Abstract 13067: Chronic Ischemic Heart Failure Defines Immune Cell Activation Signatures From ScRNA-seq and Flow Cytometry With Implications for Cardiac Resident Cells

Abstract

Adverse remodelling and sustained inflammation are key features of chronic ischemic Heart Failure (HF) with reduced ejection fraction. The importance and role of monocytes and T cells in early stages after myocardial infarction are known, however their role in progression of chronic HF remains elusive. Single cell RNA sequencing of peripheral immune cells from healthy and HF donors was performed to gain insights into these altered immune profiles, revealing an increase of activated T cells in HF together with an enrichment of antigen presenting molecules (incl. HLA-DRB5) and co-stimulatory molecules (ICAM-1) on antigen presenting cells.

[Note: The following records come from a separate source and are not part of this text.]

use actix_web::{http::StatusCode, web, web::ServiceConfig};
use chrono::{Duration, TimeZone, Utc};
use serde_json::{json, Value};
use vip_sync_engine::{
    db_types::{DiscordId, EventId, EventType, OutboxEvent, ServerId, VipTier},
    traits::{AckOutcome, OutboxApiError},
    OutboxApi,
};
use vss_common::Secret;

use crate::{
    endpoint_tests::{
        helpers::{get_request, post_request},
        mocks::MockOutbox,
    },
    middleware::ApiKeyMiddlewareFactory,
    routes::{bot_interactions, bot_ping, AckEventRoute, BotEventsRoute},
};

const BOT_KEY: &str = "bot-key-123";
const EVENT_ID: &str = "11111111-2222-3333-4444-555555555555";

fn event(event_id: &str, event_type: EventType) -> OutboxEvent {
    OutboxEvent {
        id: 1,
        event_id: EventId::from(event_id.to_string()),
        event_type,
        discord_id: DiscordId::from("99887766"),
        server_id: ServerId::new("server1"),
        vip_tier: Some(VipTier::Vip),
        created_at: Utc.with_ymd_and_hms(2024, 6, 10, 12, 0, 0).unwrap(),
        processed: false,
        processed_at: None,
    }
}

fn register(cfg: &mut ServiceConfig, outbox: MockOutbox, key: Secret<String>) {
    let api = OutboxApi::new(outbox);
    cfg.service(
        web::scope("/bot")
            .wrap(ApiKeyMiddlewareFactory::required("x-api-key", key, true))
            .service(BotEventsRoute::<MockOutbox>::new())
            .service(AckEventRoute::<MockOutbox>::new())
            .service(bot_ping)
            .service(bot_interactions),
    )
    .app_data(web::Data::new(api));
}

fn configure_two_events(cfg: &mut ServiceConfig) {
    let mut outbox = MockOutbox::new();
    outbox.expect_fetch_pending_events().returning(|| {
        Ok(vec![
            event(EVENT_ID, EventType::PaymentConfirmed),
            event("66666666-7777-8888-9999-000000000000", EventType::SteamLinked),
        ])
    });
    register(cfg, outbox, Secret::new(BOT_KEY.to_string()));
}

fn configure_empty_outbox(cfg: &mut ServiceConfig) {
    let mut outbox = MockOutbox::new();
    outbox.expect_fetch_pending_events().returning(|| Ok(vec![]));
    register(cfg, outbox, Secret::new(BOT_KEY.to_string()));
}

fn configure_first_ack(cfg: &mut ServiceConfig) {
    let mut outbox = MockOutbox::new();
    outbox.expect_ack_event().withf(|event_id, _now| event_id.as_str() == EVENT_ID).returning(|event_id, now| {
        let mut acked = event(event_id.as_str(), EventType::PaymentConfirmed);
        acked.processed = true;
        acked.processed_at = Some(now);
        Ok(AckOutcome::Acked(acked))
    });
    register(cfg, outbox, Secret::new(BOT_KEY.to_string()));
}

fn configure_repeat_ack(cfg: &mut ServiceConfig) {
    let mut outbox = MockOutbox::new();
    outbox.expect_ack_event().returning(|event_id, now| {
        let mut acked = event(event_id.as_str(), EventType::PaymentConfirmed);
        acked.processed = true;
        // The original timestamp survives a repeat ack.
        acked.processed_at = Some(now - Duration::minutes(10));
        Ok(AckOutcome::AlreadyProcessed(acked))
    });
    register(cfg, outbox, Secret::new(BOT_KEY.to_string()));
}

fn configure_unknown_event(cfg: &mut ServiceConfig) {
    let mut outbox = MockOutbox::new();
    outbox.expect_ack_event().returning(|event_id, _now| Err(OutboxApiError::EventNotFound(event_id.clone())));
    register(cfg, outbox, Secret::new(BOT_KEY.to_string()));
}

fn configure_untouched_backend(cfg: &mut ServiceConfig) {
    let mut outbox = MockOutbox::new();
    outbox.expect_fetch_pending_events().times(0);
    outbox.expect_ack_event().times(0);
    register(cfg, outbox, Secret::new(BOT_KEY.to_string()));
}

fn configure_no_key_on_server(cfg: &mut ServiceConfig) {
    let mut outbox = MockOutbox::new();
    outbox.expect_fetch_pending_events().times(0);
    register(cfg, outbox, Secret::default());
}

fn bot_headers() -> [(&'static str, &'static str); 1] {
    [("x-api-key", BOT_KEY)]
}

#[actix_web::test]
async fn the_bot_scope_requires_a_key() {
    let _ = env_logger::try_init();
    let err = get_request(&[], "/bot/events", configure_untouched_backend).await.expect_err("Expected error");
    assert!(err.contains("No API key presented"), "Unexpected error: {err}");
}

#[actix_web::test]
async fn a_wrong_key_is_rejected() {
    let _ = env_logger::try_init();
    let err = get_request(&[("x-api-key", "nope")], "/bot/events", configure_untouched_backend)
        .await
        .expect_err("Expected error");
    assert!(err.contains("Invalid API key"), "Unexpected error: {err}");
}

#[actix_web::test]
async fn an_unconfigured_key_denies_everything() {
    let _ = env_logger::try_init();
    let err = get_request(&bot_headers(), "/bot/events", configure_no_key_on_server).await.expect_err("Expected error");
    assert!(err.contains("No API key is configured on the server"), "Unexpected error: {err}");
}

#[actix_web::test]
async fn pending_events_are_listed_for_the_bot() {
    let _ = env_logger::try_init();
    let (status, body) = get_request(&bot_headers(), "/bot/events", configure_two_events).await.expect("Request failed");
    assert_eq!(status, StatusCode::OK);
    let response: Value = serde_json::from_str(&body).expect("Invalid JSON response");
    let events = response["events"].as_array().expect("events missing");
    assert_eq!(events.len(), 2);
    assert_eq!(events[0]["eventId"], EVENT_ID);
    assert_eq!(events[0]["type"], "PAYMENT_CONFIRMED");
    assert_eq!(events[0]["discordId"], "99887766");
    assert_eq!(events[0]["vipType"], "vip");
    assert_eq!(events[1]["type"], "STEAM_LINKED");
}

#[actix_web::test]
async fn the_same_key_works_as_a_bearer_token() {
    let _ = env_logger::try_init();
    let headers = [("Authorization", "Bearer bot-key-123")];
    let (status, _) = get_request(&headers, "/bot/events", configure_two_events).await.expect("Request failed");
    assert_eq!(status, StatusCode::OK);
}

#[actix_web::test]
async fn an_empty_outbox_is_an_empty_list() {
    let _ = env_logger::try_init();
    let (status, body) = get_request(&bot_headers(), "/bot/events", configure_empty_outbox).await.expect("Request failed");
    assert_eq!(status, StatusCode::OK);
    let response: Value = serde_json::from_str(&body).expect("Invalid JSON response");
    assert_eq!(response["events"].as_array().map(Vec::len), Some(0));
}

#[actix_web::test]
async fn acking_an_event_marks_it_processed() {
    let _ = env_logger::try_init();
    let path = format!("/bot/events/{EVENT_ID}/ack");
    let (status, body) =
        post_request(&bot_headers(), &path, json!({}), configure_first_ack).await.expect("Request failed");
    assert_eq!(status, StatusCode::OK);
    let response: Value = serde_json::from_str(&body).expect("Invalid JSON response");
    assert_eq!(response["success"], true);
    assert!(response["message"].as_str().unwrap_or_default().contains("acknowledged"), "Unexpected body: {body}");
}

#[actix_web::test]
async fn acking_twice_is_routine() {
    let _ = env_logger::try_init();
    let path = format!("/bot/events/{EVENT_ID}/ack");
    let (status, body) =
        post_request(&bot_headers(), &path, json!({}), configure_repeat_ack).await.expect("Request failed");
    assert_eq!(status, StatusCode::OK);
    let response: Value = serde_json::from_str(&body).expect("Invalid JSON response");
    assert_eq!(response["success"], true);
    assert!(response["message"].as_str().unwrap_or_default().contains("already"), "Unexpected body: {body}");
}

#[actix_web::test]
async fn acking_an_unknown_event_is_not_found() {
    let _ = env_logger::try_init();
    let err = post_request(&bot_headers(), "/bot/events/no-such-event/ack", json!({}), configure_unknown_event)
        .await
        .expect_err("Expected error");
    assert!(err.contains("The data was not found"), "Unexpected error: {err}");
    assert!(err.contains("No event with id"), "Unexpected error: {err}");
}

#[actix_web::test]
async fn ping_answers_with_a_timestamp() {
    let _ = env_logger::try_init();
    let (status, body) = get_request(&bot_headers(), "/bot/ping", configure_untouched_backend).await.expect("Request failed");
    assert_eq!(status, StatusCode::OK);
    let response: Value = serde_json::from_str(&body).expect("Invalid JSON response");
    assert_eq!(response["ok"], true);
    assert!(response["ts"].is_string(), "Expected a timestamp, got: {body}");
}

#[actix_web::test]
async fn interaction_reports_are_echoed_back() {
    let _ = env_logger::try_init();
    let body = json!({
        "discordId": "99887766",
        "serverId": "server1",
        "type": "slash_command",
        "command": "comprar"
    });
    let (status, body) =
        post_request(&bot_headers(), "/bot/interactions", body, configure_untouched_backend).await.expect("Request failed");
    assert_eq!(status, StatusCode::OK);
    let response: Value = serde_json::from_str(&body).expect("Invalid JSON response");
    assert_eq!(response["ok"], true);
    assert_eq!(response["interaction"]["command"], "comprar");
    assert!(response["interaction"]["receivedAt"].is_string(), "Expected a receipt timestamp, got: {body}");
}

#[actix_web::test]
async fn interaction_reports_must_be_complete() {
    let _ = env_logger::try_init();
    let body = json!({"discordId": "99887766", "serverId": "server1"});
    let err = post_request(&bot_headers(), "/bot/interactions", body, configure_untouched_backend)
        .await
        .expect_err("Expected error");
    assert!(err.contains("Missing required fields: type, command"), "Unexpected error: {err}");
}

Validation via flow cytometry in 55 young healthy controls and 110 HF patients confirmed elevated HLA-DRB5 levels in HF derived monocytes, which was positively correlated with both ICAM-1 and TREM-1 (p=0.0001 for both), indicating T cell activation induction. Accordingly, significant increases in activated CD4+ and CD8+ T cells (p=0.0001 for both) were observed in HF. Also, increasing relative TCR clonality from T cell receptor (TCR) sequencing of HF patients and age matched controls suggests that circulating T cells expanded. Examination of potential downstream effects of the enhanced immune cell activation was done by measuring the serum of HF patients, showing increases in sICAM-1, IL-6 and TNFRI levels (1.75x-, 5.30x-, 2.63x-fold respectively). This secretome of HF patients was applied to endothelial cells to study direct effects, revealing increased adhesion capacity to co-cultured monocytes. Additionally, these HF secretome-exposed endothelial cells had decreased levels of the checkpoint inhibitor PD-L1 which is known to block autoimmune activity by T cells. Taken together, these data suggest HF is associated with enhanced monocyte and T cell activation as well as T cell clonal expansion. These processes may disturb resolution of inflammation in the cardiac tissue and lead to adverse remodelling and cardiac damage. More data are needed to assess the specific role of chronic monocyte and T cell activation in the progression of heart failure.